四人のアル中冒険者

 この街は小さい。

 冒険者のギルドを兼ねている酒場は「アルコール王とその宰相亭」だけだ。

 お蔭で酒場に集まる冒険者たちの顔と名前も、概ねバイロンは覚えていた。

 冒険者というやつは概して酒飲みだが、その中でも単なる酒好きや大酒飲みというだけでは済まない、一杯の酒の為に命を差し出すような度し難い破綻者が、今のバイロンには仲間として必要だった。それも、三人――――

 冷え切った通りの雪を、バイロンは白い息を吐きながらブーツで小気味良く踏み固めて行った。

 ――――そんな条件に合致する人物にバイロンは心当たりがあるにはあった。そして、バイロンが思っていた以上に仲間さがしは簡単に済んだ。

 雪がようやく止み、昼になり太陽が顔を出すころには、バイロンは自身と同じようなアル中でロクデナシの素晴らしい仲間たちと共に「アルコール王とその宰相亭」に戻って来ていた。


 ダンジョン攻略へ向けて四人編成のパーティーを組む場合、白兵戦に特化した者、探索能力に特化した者、魔法での攻撃に精通した者、回復役として神聖魔法に精通した者、という編成が一般的でバランスのとれた王道と言われている。

 バイロンは、酒に酔った勢いで両手剣を振り回す勇ましい戦いぶりで名をはせた男だった。必然的にバイロンは最前線で剣を振るう白兵戦担当であるとともに、クエスト発起人でもあるため指揮官も兼ねることになる。難しい役職であり、ダンジョン探索に腕の経つ探索者と遠距離から攻撃魔法で援護する魔導士、そしてもっとも負傷する確率の高いであろうバイロンの手当てを担当する神聖魔法を使う聖職者。

 この三つの役職の三名を探すことになるが、アル中の探索者、魔導士、聖職者の三名がクリスマスの朝にこの地方都市に居たのである。またしても酒の神はバイロンほほ笑んだことになる。


「おっオイラは、酒がないとだめなんだ~。どれくらいダメかってーと、ま……まともに盗みも働けねぇ。でっでも、この一杯のお蔭で今日も立ち上がれる」

 エヴァン・グリーンウッド。

 剛毛の黒髪、ブラウンの瞳、小柄であり、卑屈そうなジト目をしている。年は、二十代半ばかそれ以上、生来の卑屈さのせいか実際よりも老け込んで見える。

 元は真面目で冒険など好みそうにない小心者だったのだろう。ところどころどもった喋り方になって歯切れが悪いことからも察することができる。何かの拍子で犯罪に手を染めてしまい、後は酒で憂さを晴らし弱い自分を鼓舞こぶする。典型的な依存者だとバイロンは見ている。

 ダンジョンでの探索役を担う。要約すると盗賊とも言う。目端の利く器用な犯罪者も受け入れるのは冒険者ギルドでは日常茶飯事であった。


「フン、きっと天国に酒はないのよ。だったら、生きてる内に飲んでおくしかないじゃない。まぁ、どっちにしても私は天国に行けやしないけど。それよりコレ良いわね、地獄への通行証かしらん」

 セルマ・アヴァロン。

 明るい茶色のセミロング、とび色の瞳はどこか上品で、生来は育ちの良い快活で健康的な少女だったのかもしれない。厚化粧のため年齢は不詳ふしょうであるが、三十路に届くか届かないといったところだと、バイロンは推測している。本人いわく、元修道女で娼婦に転落したらしい。そこから更に冒険者へ転落した経緯はよくある話ではある。
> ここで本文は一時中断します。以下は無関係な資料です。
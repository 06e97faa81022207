use std::time::{SystemTime, UNIX_EPOCH};

/// Milliseconds between the Unix epoch and `at`; instants before the epoch
/// clamp to zero.
pub fn unix_timestamp_ms(at: SystemTime) -> u64 {
    at.duration_since(UNIX_EPOCH)
        .unwrap_or_default()
        .as_millis()
        .try_into()
        .unwrap_or(u64::MAX)
}

/// Stamp written into `indexed_unix_ms` of freshly indexed records.
pub fn current_unix_timestamp_ms() -> u64 {
    unix_timestamp_ms(SystemTime::now())
}
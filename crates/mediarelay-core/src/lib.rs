//! Foundational low-level utilities shared across mediarelay crates.
//!
//! Provides wall-clock helpers, the elapsed-time renderings used by job
//! progress reports, HTML escaping for message text, and the media kinds
//! shared by the store and platform crates.

pub mod duration_format;
pub mod html_text;
pub mod media_kind;
pub mod time_utils;

pub use duration_format::{format_clock, format_duration_hms};
pub use html_text::escape_html;
pub use media_kind::MediaKind;
pub use time_utils::{current_unix_timestamp_ms, unix_timestamp_ms};
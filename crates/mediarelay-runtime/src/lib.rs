//! Indexing and replay runtimes plus the coordinator that admits them.
//!
//! Only one job runs at a time across both kinds. Progress is rendered as
//! HTML text and delivered through a [`ProgressSink`].

mod coordinator;
mod cursor_walker;
mod indexing_runtime;
mod job_guard;
mod progress;
mod replay_runtime;
#[cfg(test)]
mod test_support;

pub use coordinator::{AdmissionError, CoordinatorConfig, RelayCoordinator, RelayStatus, RunError};
pub use cursor_walker::{
    plan_windows, CursorWalker, WalkerConfig, WalkerError, WalkerStats, Window, WindowBatch,
    WindowPlan, DEFAULT_RATE_LIMIT_CEILING, DEFAULT_WINDOW_ERROR_BACKOFF, DEFAULT_WINDOW_SIZE,
};
pub use indexing_runtime::{
    indexed_file_from_message, IndexingConfig, IndexingError, IndexingReport, IndexingRuntime,
    DEFAULT_WINDOW_DELAY,
};
pub use job_guard::{JobError, JobGuard, JobKind, JobPermit, JobSnapshot};
pub use progress::{
    render_indexing_progress, render_indexing_started, render_indexing_summary,
    render_job_failure, render_replay_progress, render_replay_started, render_replay_summary,
    IndexingProgress, ProgressSink, ReplayProgress, StatusMessageSink, TracingProgressSink,
};
pub use replay_runtime::{
    ReplayConfig, ReplayError, ReplayReport, ReplayRuntime, DEFAULT_RECORD_DELAY,
    PROGRESS_EVERY_RECORDS,
};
バイロンから受け取ったグラスで一気にスコッチをあおるセルマの横顔が一瞬、切なく見えたのはこれまでの悲しみを酒で抑え込もうとする人間の悔悟かいごにも見て取れた。


「あれじゃよ、あれ、人間という奴は、年とともにこの一杯のスコッチように人間が円熟すると思っている。現実は、酢になるのがせいぜいのところじゃがな……」

 ローランド・ベイツ。

 顔は皺くちゃ、体は猫背で、清々しいほどに禿げ上がった額。年齢はやはり分からないが、若く見たとしても七十は越えているものと思われる。残った髪は当然白髪。

 昔は有名大学で独自の魔法理論を創り出したらしい。もっともすぐに教会から異端者扱いを受け地位も名誉も失ったらしい。その栄光と挫折ざせつの経歴はウソかホントか、バイロンにとってはどうだっていい。ローランドはどうみても、浮浪者だった。それでも、魔導士としての最後の誇りがまだ残っているのか、魔導書と杖はいまだ手放していない。
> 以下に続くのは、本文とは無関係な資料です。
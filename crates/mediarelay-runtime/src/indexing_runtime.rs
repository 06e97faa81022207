use mediarelay_core::current_unix_timestamp_ms;
use mediarelay_platform::{ConversationRef, PlatformClient, PlatformError, PlatformMessage};
use mediarelay_store::{IndexedFile, RecordStore, RecordStoreError};
use serde::Serialize;
use std::sync::Arc;
use std::time::Duration;
use thiserror::Error;
use tokio::time::{sleep, Instant};
use tracing::{debug, info};

use crate::cursor_walker::{CursorWalker, WalkerConfig, WalkerError};
use crate::progress::{
    render_indexing_progress, render_indexing_started, IndexingProgress, ProgressSink,
};

pub const DEFAULT_WINDOW_DELAY: Duration = Duration::from_secs(3);

#[derive(Debug, Clone, PartialEq, Eq)]
pub struct IndexingConfig {
    pub walker: WalkerConfig,
    /// Pause after every fetched window, whether or not it held media.
    pub window_delay: Duration,
}

impl Default for IndexingConfig {
    fn default() -> Self {
        Self {
            walker: WalkerConfig::default(),
            window_delay: DEFAULT_WINDOW_DELAY,
        }
    }
}

#[derive(Debug, Clone, Default, PartialEq, Eq, Serialize)]
pub struct IndexingReport {
    pub conversation: String,
    pub files_saved: u64,
    pub messages_processed: u64,
    pub windows_walked: u64,
    pub windows_abandoned: u64,
    #[serde(rename = "duration_ms", serialize_with = "serialize_duration_ms")]
    pub duration: Duration,
}

pub(crate) fn serialize_duration_ms<S>(duration: &Duration, serializer: S) -> Result<S::Ok, S::Error>
where
    S: serde::Serializer,
{
    serializer.serialize_u64(u64::try_from(duration.as_millis()).unwrap_or(u64::MAX))
}

#[derive(Debug, Error)]
pub enum IndexingError {
    #[error("could not access chat {conversation}: {source}")]
    TargetUnreachable {
        conversation: String,
        #[source]
        source: PlatformError,
    },
    #[error(transparent)]
    Walker(#[from] WalkerError),
    #[error("failed to persist indexed file: {0}")]
    Store(#[from] RecordStoreError),
}

/// Walks one conversation and upserts every document or video it finds.
pub struct IndexingRuntime {
    client: Arc<dyn PlatformClient>,
    store: Arc<dyn RecordStore>,
    config: IndexingConfig,
}

impl IndexingRuntime {
    pub fn new(
        client: Arc<dyn PlatformClient>,
        store: Arc<dyn RecordStore>,
        config: IndexingConfig,
    ) -> Self {
        Self {
            client,
            store,
            config,
        }
    }

    pub async fn run(
        &self,
        conversation: &ConversationRef,
        sink: &dyn ProgressSink,
    ) -> Result<IndexingReport, IndexingError> {
        let metadata = self
            .client
            .fetch_conversation_metadata(conversation)
            .await
            .map_err(|source| IndexingError::TargetUnreachable {
                conversation: conversation.to_string(),
                source,
            })?;

        sink.publish(&render_indexing_started(conversation)).await;
        info!(
            conversation = %conversation,
            resolved_id = metadata.id,
            "indexing started"
        );

        let started = Instant::now();
        let mut walker = CursorWalker::new(
            Arc::clone(&self.client),
            conversation.clone(),
            self.config.walker.clone(),
        );
        let mut files_saved = 0_u64;
        let mut messages_processed = 0_u64;

        while let Some(batch) = walker.next_batch().await? {
            for message in &batch.messages {
                if message.empty {
                    continue;
                }
                messages_processed = messages_processed.saturating_add(1);
                let Some(record) = indexed_file_from_message(message, metadata.id) else {
                    continue;
                };
                self.store.upsert(record).await?;
                files_saved = files_saved.saturating_add(1);
            }

            debug!(
                conversation = %conversation,
                window_high = batch.window.high,
                window_low = batch.window.low,
                files_saved,
                "indexed window"
            );
            let progress = IndexingProgress {
                files_saved,
                messages_processed,
                windows_walked: walker.stats().windows_walked,
                elapsed: started.elapsed(),
            };
            sink.publish(&render_indexing_progress(conversation, &progress))
                .await;
            sleep(self.config.window_delay).await;
        }

        let stats = walker.stats();
        let report = IndexingReport {
            conversation: conversation.to_string(),
            files_saved,
            messages_processed,
            windows_walked: stats.windows_walked,
            windows_abandoned: stats.windows_abandoned,
            duration: started.elapsed(),
        };
        info!(
            conversation = %conversation,
            files_saved = report.files_saved,
            messages_processed = report.messages_processed,
            windows_abandoned = report.windows_abandoned,
            "indexing finished"
        );
        Ok(report)
    }
}

/// Builds the persisted record for a media message. Messages without a
/// document or video yield `None`.
pub fn indexed_file_from_message(
    message: &PlatformMessage,
    resolved_conversation_id: i64,
) -> Option<IndexedFile> {
    if message.empty {
        return None;
    }
    let media = message.media.as_ref()?;
    let conversation_id = if message.conversation_id != 0 {
        message.conversation_id
    } else {
        resolved_conversation_id
    };
    Some(IndexedFile {
        conversation_id,
        message_id: message.message_id,
        media_id: media.media_id.clone(),
        media_unique_id: media.media_unique_id.clone(),
        media_kind: media.kind,
        file_name: media.file_name.clone(),
        file_size: media.file_size,
        caption: message.caption.clone(),
        indexed_unix_ms: current_unix_timestamp_ms(),
    })
}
 三人とも喜んで、バイロンから一杯分のスコッチを貰いあおった。もっとも、既に体がアルコール漬けになった体には一杯分の酒で酔うには至らず、せいぜい少しばかりの気晴らしになったに過ぎなかった。それでも、三人とも死んだ目に冒険者らしい闘争心という火種が灯ったようで、酒の誘惑に抗ったバイロンにとっては頼もしい限りであった。